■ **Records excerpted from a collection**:
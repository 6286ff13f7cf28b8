/*
    Copyright © 2023, ParallelChain Lab
    Licensed under the Apache License, Version 2.0: http://www.apache.org/licenses/LICENSE-2.0
*/

//! Writers: the append logs of the peers of a base, read as sources of DAG nodes.

use std::{collections::VecDeque, io, sync::Arc};

use borsh::BorshDeserialize;

use crate::{
    append_log::AppendLog,
    encryption::{BlockEncryption, EncryptionError},
    linearizer::NodeData,
    types::{
        data_types::LogKey,
        encode,
        messages::{OplogMessage, MAX_SUPPORTED_VERSION},
    },
};

/// Encodes and decodes oplog blocks, encrypting them if the base is configured to.
#[derive(Clone)]
pub(crate) struct OplogCodec {
    encryption: Option<Arc<dyn BlockEncryption>>,
}

impl OplogCodec {
    pub(crate) fn new(encryption: Option<Arc<dyn BlockEncryption>>) -> OplogCodec {
        OplogCodec { encryption }
    }

    pub(crate) fn encode(&self, key: &LogKey, index: u64, message: &OplogMessage) -> Vec<u8> {
        let bytes = encode(message);
        match &self.encryption {
            Some(encryption) => encryption.encrypt(key, index, &bytes),
            None => bytes,
        }
    }

    pub(crate) fn decode(
        &self,
        key: &LogKey,
        index: u64,
        block: &[u8],
    ) -> Result<OplogMessage, WriterError> {
        let message = match &self.encryption {
            Some(encryption) => {
                let plaintext = encryption
                    .decrypt(key, index, block)
                    .map_err(WriterError::DecryptBlockError)?;
                OplogMessage::try_from_slice(&plaintext)
            }
            None => OplogMessage::try_from_slice(block),
        }
        .map_err(|err: io::Error| WriterError::DeserializeBlockError {
            key: *key,
            index,
            source: err,
        })?;

        if message.version > MAX_SUPPORTED_VERSION {
            return Err(WriterError::UpgradeRequired {
                key: *key,
                version: message.version,
            });
        }
        Ok(message)
    }

    /// Read and decode block `index` of `log`, if it is available.
    pub(crate) fn read<L: AppendLog>(
        &self,
        log: &L,
        index: u64,
    ) -> Result<Option<OplogMessage>, WriterError> {
        match log.get(index) {
            Some(block) => Ok(Some(self.decode(&log.key(), index, &block)?)),
            None => Ok(None),
        }
    }
}

/// One peer's log, tracked as a source of nodes for the linearizer.
///
/// A writer only hands out nodes in complete atomic groups: the first node of a group becomes
/// available once every node of the group is available locally.
pub(crate) struct Writer<L: AppendLog> {
    log: L,
    /// Number of nodes handed to the linearizer.
    length: u64,
    buffered: VecDeque<NodeData>,
}

impl<L: AppendLog> Writer<L> {
    pub(crate) fn new(log: L, length: u64) -> Writer<L> {
        Writer {
            log,
            length,
            buffered: VecDeque::new(),
        }
    }

    pub(crate) fn key(&self) -> LogKey {
        self.log.key()
    }

    /// Start handing out nodes from `length` again.
    pub(crate) fn reset(&mut self, length: u64) {
        self.length = length;
        self.buffered.clear();
    }

    /// Record that a node was handed to the linearizer without being read from the log (a local
    /// append that has not been flushed yet).
    pub(crate) fn advance_local(&mut self) {
        self.length += 1;
        self.buffered.clear();
    }

    /// The next node, if it and the rest of its atomic group are available locally.
    ///
    /// The batch counters of a group must count down by one to `1`.
    pub(crate) fn peek(&mut self, codec: &OplogCodec) -> Result<Option<&NodeData>, WriterError> {
        if self.buffered.is_empty() {
            let key = self.key();
            let mut index = self.length;
            let mut expected = None;
            loop {
                let message = match codec.read(&self.log, index)? {
                    Some(message) => message,
                    None => {
                        self.buffered.clear();
                        return Ok(None);
                    }
                };
                let batch = message.node.batch;
                if batch == 0 || expected.map_or(false, |expected| batch != expected) {
                    self.buffered.clear();
                    return Err(WriterError::Corruption {
                        key,
                        index,
                        batch,
                        expected: expected.unwrap_or(1),
                    });
                }
                expected = Some(batch - 1);
                self.buffered.push_back(NodeData {
                    writer: key,
                    length: index + 1,
                    heads: message.node.heads,
                    batch,
                    value: message.node.value,
                    optimistic: message.optimistic,
                });
                if batch == 1 {
                    break;
                }
                index += 1;
            }
        }
        Ok(self.buffered.front())
    }

    /// Hand out the node returned by the last [`peek`](Self::peek).
    pub(crate) fn advance(&mut self) -> Option<NodeData> {
        let node = self.buffered.pop_front()?;
        self.length += 1;
        Some(node)
    }
}

#[derive(Debug)]
pub enum WriterError {
    DeserializeBlockError {
        key: LogKey,
        index: u64,
        source: io::Error,
    },
    DecryptBlockError(EncryptionError),
    /// The block was written by a newer version of this crate.
    UpgradeRequired {
        key: LogKey,
        version: u32,
    },
    /// Block `index` breaks the countdown of its atomic group.
    Corruption {
        key: LogKey,
        index: u64,
        batch: u32,
        expected: u32,
    },
}

#[cfg(test)]
mod tests {
    use super::*;
    use crate::{
        append_log::test_log::FixedLog,
        types::messages::{NodeRecord, PROTOCOL_VERSION},
    };

    /// A writer over a log whose blocks carry the batch counters `batches`.
    fn writer_over(batches: &[u32]) -> (Writer<FixedLog>, OplogCodec) {
        let key = LogKey::new([3; 32]);
        let codec = OplogCodec::new(None);
        let blocks = batches
            .iter()
            .enumerate()
            .map(|(index, batch)| {
                let message = OplogMessage {
                    version: PROTOCOL_VERSION,
                    max_supported_version: MAX_SUPPORTED_VERSION,
                    checkpoint: None,
                    digest: None,
                    optimistic: false,
                    node: NodeRecord {
                        heads: Vec::new(),
                        batch: *batch,
                        value: Some(vec![index as u8]),
                    },
                };
                codec.encode(&key, index as u64, &message)
            })
            .collect();
        (Writer::new(FixedLog::new(key, None, blocks), 0), codec)
    }

    #[test]
    fn groups_are_handed_out_once_complete() {
        let (mut writer, codec) = writer_over(&[3, 2, 1, 2]);
        for length in 1..=3 {
            assert_eq!(writer.peek(&codec).unwrap().unwrap().length, length);
            assert!(writer.advance().is_some());
        }
        // The second group is missing its last node.
        assert!(writer.peek(&codec).unwrap().is_none());
    }

    #[test]
    fn broken_countdown_is_corruption() {
        let (mut writer, codec) = writer_over(&[3, 1]);
        assert!(matches!(
            writer.peek(&codec),
            Err(WriterError::Corruption {
                index: 1,
                batch: 1,
                expected: 2,
                ..
            })
        ));

        let (mut writer, codec) = writer_over(&[0]);
        assert!(matches!(
            writer.peek(&codec),
            Err(WriterError::Corruption { index: 0, .. })
        ));
    }
}
/*
    Copyright © 2023, ParallelChain Lab
    Licensed under the Apache License, Version 2.0: http://www.apache.org/licenses/LICENSE-2.0
*/

//! Byte-prefixes that specify where each local state variable is stored in the user-provided
//! key-value store.
//!
//! |Variable|Type|Description|
//! |---|---|---|
//! |System Key|[`LogKey`](crate::types::data_types::LogKey)|Key of the System log the writer table was materialized from.|
//! |System Length|[`u64`]|Length of the System log the writer table reflects.|
//! |Writers|[`LogKey`](crate::types::data_types::LogKey) -> [`WriterInfo`](crate::system::types::WriterInfo)|Membership entry of every writer the System has seen.|
//!
//! Single values are stored at their one-byte constant key. Mappings are stored at the concatenation
//! of the variable's one-byte prefix and the bytes of the mapping's key.

pub const SYSTEM_KEY: [u8; 1] = [0];
pub const SYSTEM_LENGTH: [u8; 1] = [1];
pub const WRITERS: [u8; 1] = [2];

/// Takes references to two byteslices and returns a vector containing the bytes of the first one, and then
/// the bytes of the second one.
pub(crate) fn concat(a: &[u8], b: &[u8]) -> Vec<u8> {
    let mut res = Vec::with_capacity(a.len() + b.len());
    res.extend_from_slice(a);
    res.extend_from_slice(b);
    res
}
/*
    Copyright © 2023, ParallelChain Lab
    Licensed under the Apache License, Version 2.0: http://www.apache.org/licenses/LICENSE-2.0
*/

//! Cryptographic primitives.
//!
//! The definitions and re-exports in this module provide two categories of cryptographic primitives:
//! 1. **Cryptographic Hashes**: provided by the [`sha2`] crate.
//! 2. **Digital Signatures**: provided by the [`ed25519_dalek`] crate.

use super::data_types::{CryptoHash, SignatureBytes};

// re-exports below.
pub use sha2::Digest;
pub use sha2::Sha256 as CryptoHasher;

pub use ed25519_dalek::{Signature, SignatureError, Signer, SigningKey, Verifier, VerifyingKey};

/// A facade around [`SigningKey`] that implements method for [`sign`](Self::sign)-ing messages as well
/// as a getter for the [`public`](Self::public) key associated with the signing key.
#[derive(Clone)]
pub(crate) struct Keypair(pub(crate) SigningKey);

impl Keypair {
    /// Create a `Keypair` that wraps over `signing_key`.
    pub(crate) fn new(signing_key: SigningKey) -> Keypair {
        Keypair(signing_key)
    }

    /// Sign an arbitrary `message` with the `Keypair`.
    pub(crate) fn sign(&self, message: &[u8]) -> SignatureBytes {
        SignatureBytes::new(self.0.sign(message).to_bytes())
    }

    /// Get the `VerifyingKey` of this `Keypair`.
    pub(crate) fn public(&self) -> VerifyingKey {
        self.0.verifying_key()
    }
}

/// Hash the concatenation of `parts` with SHA256.
pub(crate) fn hash_parts(parts: &[&[u8]]) -> CryptoHash {
    let mut hasher = CryptoHasher::new();
    for part in parts {
        hasher.update(part);
    }
    CryptoHash::new(hasher.finalize().into())
}

/// Check that `signature` is a valid signature by `public_key` over `message`.
///
/// Returns false if `public_key` is not a valid Ed25519 point.
pub(crate) fn verify_signature(
    public_key: &[u8; 32],
    message: &[u8],
    signature: &SignatureBytes,
) -> bool {
    match VerifyingKey::from_bytes(public_key) {
        Ok(verifying_key) => verifying_key
            .verify(message, &Signature::from_bytes(&signature.bytes()))
            .is_ok(),
        Err(_) => false,
    }
}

■ **WHAT NEEDS TO BE DONE**:
Given the data above, transcribe exactly the lines from the one containing "res.extend_from_slice(b);" down to the one containing "that wraps over", and no others.

■ **YOUR RESPONSE**:
    res.extend_from_slice(b);
    res
}
/*
    Copyright © 2023, ParallelChain Lab
    Licensed under the Apache License, Version 2.0: http://www.apache.org/licenses/LICENSE-2.0
*/

//! Cryptographic primitives.
//!
//! The definitions and re-exports in this module provide two categories of cryptographic primitives:
//! 1. **Cryptographic Hashes**: provided by the [`sha2`] crate.
//! 2. **Digital Signatures**: provided by the [`ed25519_dalek`] crate.

use super::data_types::{CryptoHash, SignatureBytes};

// re-exports below.
pub use sha2::Digest;
pub use sha2::Sha256 as CryptoHasher;

pub use ed25519_dalek::{Signature, SignatureError, Signer, SigningKey, Verifier, VerifyingKey};

/// A facade around [`SigningKey`] that implements method for [`sign`](Self::sign)-ing messages as well
/// as a getter for the [`public`](Self::public) key associated with the signing key.
#[derive(Clone)]
pub(crate) struct Keypair(pub(crate) SigningKey);

impl Keypair {
    /// Create a `Keypair` that wraps over `signing_key`.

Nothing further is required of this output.